Brief Answer: Ada disebutkan, namun masih menjadi bahan perdebatan—alias sumir—bahkan dalam tataran praktik di Mahkamah Agung RI sendiri, atas pertanyaan demikian (yang sebenarnya sangat sederhana), realitanya masih simpang-siur antar Hakim Agung. Tidak mengherankan bila terdapat disparitas antar putusan kasasi meski terbit dari institusi Mahkamah Agung yang sama.

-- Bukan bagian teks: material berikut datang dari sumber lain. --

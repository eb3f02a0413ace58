// Copyright (c) 2025-2026 Federico Hoerth <memparanoid@gmail.com>
// SPDX-License-Identifier: GPL-3.0-only
// See LICENSE in the repository root for full license text.

use getrandom::Error as GetRandomError;

use crate::error::SecureRandomError;
use crate::source_kind::SourceKind;
use crate::traits::EntropySource;

/// The platform's standard CSPRNG entry point, via `getrandom`:
/// - macOS/iOS: `getentropy()` / `SecRandomCopyBytes`
/// - Windows: `ProcessPrng` / `BCryptGenRandom`
/// - WASI: `random_get`
/// - Web: `crypto.getRandomValues`
pub struct VendorApiSource {}

impl VendorApiSource {
    pub(crate) fn fill_bytes_with(
        fill_fn: &dyn Fn(&mut [u8]) -> Result<(), GetRandomError>,
        dest: &mut [u8],
    ) -> Result<(), SecureRandomError> {
        if dest.is_empty() {
            return Ok(());
        }

        fill_fn(dest).map_err(|err| SecureRandomError::acquisition(SourceKind::VendorApi, err))
    }
}

impl EntropySource for VendorApiSource {
    fn fill_bytes(&self, dest: &mut [u8]) -> Result<(), SecureRandomError> {
        Self::fill_bytes_with(&getrandom::fill, dest)
    }
}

Itu jugalah sebabnya, hukum di Indonesia amat sangat sukar diprediksi bahkan oleh kalangan sarjana hukum senior sekalipun, karena sistem hukum Indonesia tidak mengakomodasi derajat paling minimum sekalipun daya prediktabilitas dalam hukum, sebagai akibat “independensi hakim yang didudukkan diatas kepastian hukum”—menjadikan hukum di Indonesia, tanpa bermaksud berlebihan, bagaikan menjelma “bola liar” yang tidak tentu arah dan tujuannya.
Terkadang, dapat kita jumpai sebuah peraturan mengandung aturan dengan bunyi yang sangat tegas. Namun, dalam praktiknya aturan tersebut hanya “macan kertas” yang “ompong” (atau dibiarkan “ompong”).

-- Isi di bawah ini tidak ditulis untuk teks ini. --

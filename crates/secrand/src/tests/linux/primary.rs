// Copyright (c) 2025-2026 Federico Hoerth <memparanoid@gmail.com>
// SPDX-License-Identifier: GPL-3.0-only
// See LICENSE in the repository root for full license text.

use crate::error::{OsError, SecureRandomError};
use crate::linux::primary::GetRandomSource;
use crate::source_kind::SourceKind;
use crate::traits::EntropySource;

#[test]
fn test_fill_sizes_around_interrupt_boundary() {
    let source = GetRandomSource::new();

    for size in secrand_test_utils::FILL_SIZES {
        let mut bytes = vec![0u8; size];
        source.fill_bytes(&mut bytes).expect("Failed to fill_bytes(..)");
        assert_eq!(bytes.len(), size);
    }
}

#[test]
fn test_fill_looks_random() {
    let source = GetRandomSource::default();
    let mut bytes = [0u8; 4096];

    source.fill_bytes(&mut bytes).expect("Failed to fill_bytes(..)");

    assert!(secrand_test_utils::looks_filled(&bytes, 0));
}

#[test]
fn test_blocking_pool_fill() {
    let source = GetRandomSource::blocking_pool();
    let mut bytes = [0u8; 512];

    source.fill_bytes(&mut bytes).expect("Failed to fill_bytes(..)");

    assert!(secrand_test_utils::looks_filled(&bytes, 0));
}

#[test]
fn test_kernel_rejection_carries_errno() {
    use crate::linux::syscall::getrandom;

    // A valid call reports the written length.
    let mut byte = [0u8; 1];
    assert_eq!(getrandom(&mut byte, 0), Ok(1));

    // Unknown flag bits are rejected by the kernel.
    let err = getrandom(&mut byte, 0x8000).expect_err("unknown flags must fail");
    assert_eq!(err, OsError::Errno(libc::EINVAL));

    let err = SecureRandomError::acquisition(SourceKind::PrimarySyscall, err);
    assert!(err.to_string().contains("getrandom(2)"));
}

Terkadang pula, suatu peraturan dibiarkan “tidak tegak”, namun dalam kesempatan lain “ditegakkan” dengan demikian sadistiknya—sehingga menjelma wujud “jebakan” mental bagi masyarakat yang berasumsi bahwa peraturan tersebut telah tidak efektif sehingga boleh dilanggar.
Demikianlah, “hukum (yang telah menjelma) sebagai komoditas” yang dapat “disetel” oleh kepentingan-kepentingan tertentu. Tiada yang lebih mengerikan bagi masyarakat daripada menjadi warga negara pengemban hukum pada negara yang tidak menawarkan tingkat paling minimum akan kepastian hukum sebagai bentuk perlindungan asas legalitas—namun sepenuhnya menjadi bergantung pada selera “politis”, dan selera sang hakim pemutus itu sendiri.

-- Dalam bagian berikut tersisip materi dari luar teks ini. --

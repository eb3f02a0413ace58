// Copyright (c) 2025-2026 Federico Hoerth <memparanoid@gmail.com>
// SPDX-License-Identifier: GPL-3.0-only
// See LICENSE in the repository root for full license text.

use std::sync::atomic::{AtomicUsize, Ordering};

use crate::error::{OsError, SecureRandomError};
use crate::linux::device::{DeviceSource, URANDOM_PATH};
use crate::linux::readiness::ReadinessGate;
use crate::source_kind::SourceKind;
use crate::traits::EntropySource;

fn ready() -> Result<(), SecureRandomError> {
    Ok(())
}

static OPEN_GATE: ReadinessGate = ReadinessGate::with_wait(ready);

fn open_fds() -> usize {
    std::fs::read_dir("/proc/self/fd")
        .map(|entries| entries.count())
        .unwrap_or_default()
}

#[test]
fn test_reads_exactly_len_bytes() {
    let source = DeviceSource::new("/dev/zero", &OPEN_GATE);
    let mut bytes = vec![0xFFu8; 131072];

    source.fill_bytes(&mut bytes).expect("Failed to fill_bytes(..)");

    assert!(bytes.iter().all(|b| *b == 0));
}

#[test]
fn test_urandom_fill() {
    let source = DeviceSource::new(URANDOM_PATH, &OPEN_GATE);
    let mut bytes = [0u8; 512];

    source.fill_bytes(&mut bytes).expect("Failed to fill_bytes(..)");

    assert_eq!(source.path(), URANDOM_PATH);
    assert!(secrand_test_utils::looks_filled(&bytes, 0));
}

#[test]
fn test_missing_device_is_acquisition_failure() {
    let source = DeviceSource::new("/dev/secrand-does-not-exist", &OPEN_GATE);
    let mut bytes = [0u8; 16];

    let result = source.fill_bytes(&mut bytes);

    assert_eq!(
        result,
        Err(SecureRandomError::AcquisitionFailed {
            origin: SourceKind::SecondaryDevice,
            error: OsError::Errno(libc::ENOENT),
        })
    );
}

#[test]
fn test_empty_device_is_unexpected_eof() {
    let source = DeviceSource::new("/dev/null", &OPEN_GATE);
    let mut bytes = [0u8; 16];

    let result = source.fill_bytes(&mut bytes);

    assert_eq!(
        result,
        Err(SecureRandomError::AcquisitionFailed {
            origin: SourceKind::SecondaryDevice,
            error: OsError::UnexpectedEof,
        })
    );
}

#[test]
fn test_gate_failure_stops_before_open() {
    static WAITS: AtomicUsize = AtomicUsize::new(0);
    static FAILING_GATE: ReadinessGate = ReadinessGate::with_wait(fail);

    fn fail() -> Result<(), SecureRandomError> {
        WAITS.fetch_add(1, Ordering::SeqCst);
        Err(SecureRandomError::acquisition(
            SourceKind::SecondaryDevice,
            OsError::Errno(libc::EIO),
        ))
    }

    // Opening this path would fail with ENOENT; seeing EIO proves it was never opened.
    let source = DeviceSource::new("/dev/secrand-does-not-exist", &FAILING_GATE);
    let mut bytes = [0u8; 16];

    let result = source.fill_bytes(&mut bytes);

    assert!(matches!(
        result,
        Err(SecureRandomError::AcquisitionFailed {
            error: OsError::Errno(libc::EIO),
            ..
        })
    ));
    assert_eq!(WAITS.load(Ordering::SeqCst), 1);
}

#[test]
fn test_gate_waits_once_across_reads() {
    static WAITS: AtomicUsize = AtomicUsize::new(0);
    static COUNTING_GATE: ReadinessGate = ReadinessGate::with_wait(wait);

    fn wait() -> Result<(), SecureRandomError> {
        WAITS.fetch_add(1, Ordering::SeqCst);
        Ok(())
    }

    let source = DeviceSource::new(URANDOM_PATH, &COUNTING_GATE);
    for _ in 0..10 {
        let mut bytes = [0u8; 32];
        source.fill_bytes(&mut bytes).expect("Failed to fill_bytes(..)");
    }

    assert_eq!(WAITS.load(Ordering::SeqCst), 1);
}

#[test]
fn test_device_handle_released_on_every_path() {
    let ok = DeviceSource::new(URANDOM_PATH, &OPEN_GATE);
    let eof = DeviceSource::new("/dev/null", &OPEN_GATE);

    // Warm up lazily opened descriptors before counting.
    let mut bytes = [0u8; 64];
    let _ = ok.fill_bytes(&mut bytes);
    let _ = eof.fill_bytes(&mut bytes);
    let before = open_fds();

    for _ in 0..256 {
        let _ = ok.fill_bytes(&mut bytes);
        let _ = eof.fill_bytes(&mut bytes);
    }

    // Other tests may open descriptors concurrently; 256 leaks would dwarf that.
    assert!(open_fds() < before + 64);
}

Dalam realita praktik berhukum di Indonesia, secara apatis, kita tidak lagi berbicara mengenai “apa itu hukumnya”, namun “apa selera hakim pemutus”. Setelah ribuan putusan Pengadilan Hubungan Industrial hingga Mahkamah Agung Republik Indonesia telah penulis teliti dan kupas, namun hingga saat ini penulis semakin tidak mampu lagi menjawab pertanyaan yang sederhana tersebut. ironis, namun itulah yang perlu penulis akui secara terbuka, apa adanya. Selebihnya, adalah bergantung pada selera sang hakim.
PEMBAHASAN:
Dalam teori ilmu hukum, terdapat adagium yang berbunyi: “Jika teks atau redaksi undang-undang telah jelas dan terang benderang, maka tidak diperkenankan lagi menafsirkannya, karena penafsiran terhadap kata-kata yang jelas, berarti penghancuran hukum. Interpretatio cessat in claris, interpretation est perversio.” (Varia Peradilan, Nomor 335 Oktober 2013, halaman 197).
Namun pertanyaan sejujurnya yang perlu kita ajukan ialah, adakah bunyi peraturan perundang-undangan yang betul-betul sudah jelas dan tidak multitafsir? Adakah bahasa tertulis yang telah lengkap dan sempurna sehingga tidak mengundang multi penafsiran? Dapatkah kita melarang masyarakat untuk membuat penafsiran berbeda? Bila memang multitafsir, mengapa kita “paksakan” untuk diasumsikan “mono-tafsir”?
Bahasa tertulis, telah mengeliminir bahasa tubuh (body language) ketika dijadikan sarana komunikasi. Bahasa lisan pun, sekalipun disertai bahasa tubuh, mengandung kelemahan laten. Terlebih perihal keterbatasan perbendaharaan kosakata yang tidak mungkin mampu mewakili berbagai aspek kehidupan sosial, perasaan, ataupun faktor-faktor abstrak metafisika.
Khusus untuk membahas hal tersebut, SHIETRA & PARTNERS merujuk pada putusan Mahkamah Agung RI sengketa hubungan industrial register Nomor 661 K/Pdt.Sus-PHI/2015 tanggal 16 Maret 2016, perkara antara:
- PT. TAI ELECTRONIC INDONESIA, sebagai Pemohon Kasasi semula sebagai Tergugat; melawan
1. EKO PRAMUDIANTO, 2. JEFRI ARIYANT, dan 3. EKA HENDAYANA, selaku Para Termohon Kasasi dahulu Para Penggugat.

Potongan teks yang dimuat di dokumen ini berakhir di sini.